▸ **Exercise**: Write out once more the lines running from the top of the entries below to the line with "#[derive(Debug, Clone)]", both ends included.

===== Data records =====

//! Runtime configuration for the revenue share client.

use std::{env, str::FromStr, time::Duration};

use solana_sdk::{commitment_config::CommitmentConfig, pubkey::Pubkey};

use crate::{
    constants::{PERCENT_SCALE, TOTAL_SHARE_BPS},
    errors::{ConfigError, Result, RevenueShareError},
};

pub const DEFAULT_RPC_URL: &str = "http://127.0.0.1:8899";
pub const DEFAULT_CONFIRMATION_TIMEOUT: Duration = Duration::from_secs(60);
pub const DEFAULT_CONFIRMATION_POLL_INTERVAL: Duration = Duration::from_millis(500);

/// Addresses and policies shared by every operation of a client.
#[derive(Debug, Clone)]
pub struct RevenueShareConfig {
    /// JSON-RPC endpoint used by [`crate::ledger::RpcLedger`].
    pub rpc_url: String,
    /// Revenue sharing program that owns state accounts.
    pub program_id: Pubkey,
    /// Mint of the shared token accounts.
    pub token_mint: Pubkey,
    /// Platform account placed in slot 0 of every revenue share.
    pub platform_account: Pubkey,
    /// Platform fee in basis points.
    pub platform_fee_bps: u16,
    /// Commitment used for reads and confirmation.
    pub commitment: CommitmentConfig,
    /// Upper bound on the wait for a submitted transaction to confirm.
    pub confirmation_timeout: Duration,
    /// Delay between two signature status polls.
    pub confirmation_poll_interval: Duration,
}

impl RevenueShareConfig {
    pub fn new(
        program_id: Pubkey,
        token_mint: Pubkey,
        platform_account: Pubkey,
        platform_fee_percent: f64,
    ) -> Result<Self> {
        Ok(Self {
            rpc_url: DEFAULT_RPC_URL.to_string(),
            program_id,
            token_mint,
            platform_account,
            platform_fee_bps: fee_to_bps(platform_fee_percent)?,
            commitment: CommitmentConfig::confirmed(),
            confirmation_timeout: DEFAULT_CONFIRMATION_TIMEOUT,
            confirmation_poll_interval: DEFAULT_CONFIRMATION_POLL_INTERVAL,
        })
    }

    /// Loads the configuration from environment variables.
    ///
    /// Required: `REV_SHARING_PROGRAM_ID`, `TOKEN_MINT_ACCT`, `SC_ACCT`, `SC_FEE_PERC`.
    /// Optional: `CONNECT_URL`, `CONFIRMATION_TIMEOUT_SECS`.
    pub fn from_env() -> Result<Self> {
        Self::from_lookup(|name| env::var(name).ok())
    }

    pub(crate) fn from_lookup(lookup: impl Fn(&str) -> Option<String>) -> Result<Self> {
        let program_id = parse_required(&lookup, "REV_SHARING_PROGRAM_ID")?;
        let token_mint = parse_required(&lookup, "TOKEN_MINT_ACCT")?;
        let platform_account = parse_required(&lookup, "SC_ACCT")?;
        let fee: f64 = parse_required(&lookup, "SC_FEE_PERC")?;

        let mut config = Self::new(program_id, token_mint, platform_account, fee)?;

        if let Some(url) = lookup("CONNECT_URL") {
            config.rpc_url = url;
        }
        if let Some(raw) = lookup("CONFIRMATION_TIMEOUT_SECS") {
            let secs: u64 = parse_value("CONFIRMATION_TIMEOUT_SECS", &raw)?;
            config.confirmation_timeout = Duration::from_secs(secs);
        }

        Ok(config)
    }

    pub fn with_rpc_url(mut self, rpc_url: impl Into<String>) -> Self {
        self.rpc_url = rpc_url.into();
        self
    }

    pub fn with_commitment(mut self, commitment: CommitmentConfig) -> Self {
        self.commitment = commitment;
        self
    }

    pub fn with_confirmation(mut self, timeout: Duration, poll_interval: Duration) -> Self {
        self.confirmation_timeout = timeout;
        self.confirmation_poll_interval = poll_interval;
        self
    }

    pub fn platform_fee_percent(&self) -> f64 {
        self.platform_fee_bps as f64 / PERCENT_SCALE
    }
}

fn fee_to_bps(percent: f64) -> Result<u16> {
    if !percent.is_finite() || !(0.0..100.0).contains(&percent) {
        return Err(RevenueShareError::InvalidFee(percent));
    }
    let bps = (percent * PERCENT_SCALE).round() as u16;
    debug_assert!(bps <= TOTAL_SHARE_BPS);
    Ok(bps)
}

fn parse_required<T: FromStr>(
    lookup: &impl Fn(&str) -> Option<String>,
    name: &'static str,
) -> Result<T> {
    let raw = lookup(name).ok_or(ConfigError::Missing(name))?;
    parse_value(name, &raw)
}

fn parse_value<T: FromStr>(name: &'static str, raw: &str) -> Result<T> {
    raw.trim().parse().map_err(|_| {
        ConfigError::Invalid {
            name,
            value: raw.to_string(),
        }
        .into()
    })
}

=====

▸ **Exercise answer**:
//! Runtime configuration for the revenue share client.

use std::{env, str::FromStr, time::Duration};

use solana_sdk::{commitment_config::CommitmentConfig, pubkey::Pubkey};

use crate::{
    constants::{PERCENT_SCALE, TOTAL_SHARE_BPS},
    errors::{ConfigError, Result, RevenueShareError},
};

pub const DEFAULT_RPC_URL: &str = "http://127.0.0.1:8899";
pub const DEFAULT_CONFIRMATION_TIMEOUT: Duration = Duration::from_secs(60);
pub const DEFAULT_CONFIRMATION_POLL_INTERVAL: Duration = Duration::from_millis(500);

/// Addresses and policies shared by every operation of a client.
#[derive(Debug, Clone)]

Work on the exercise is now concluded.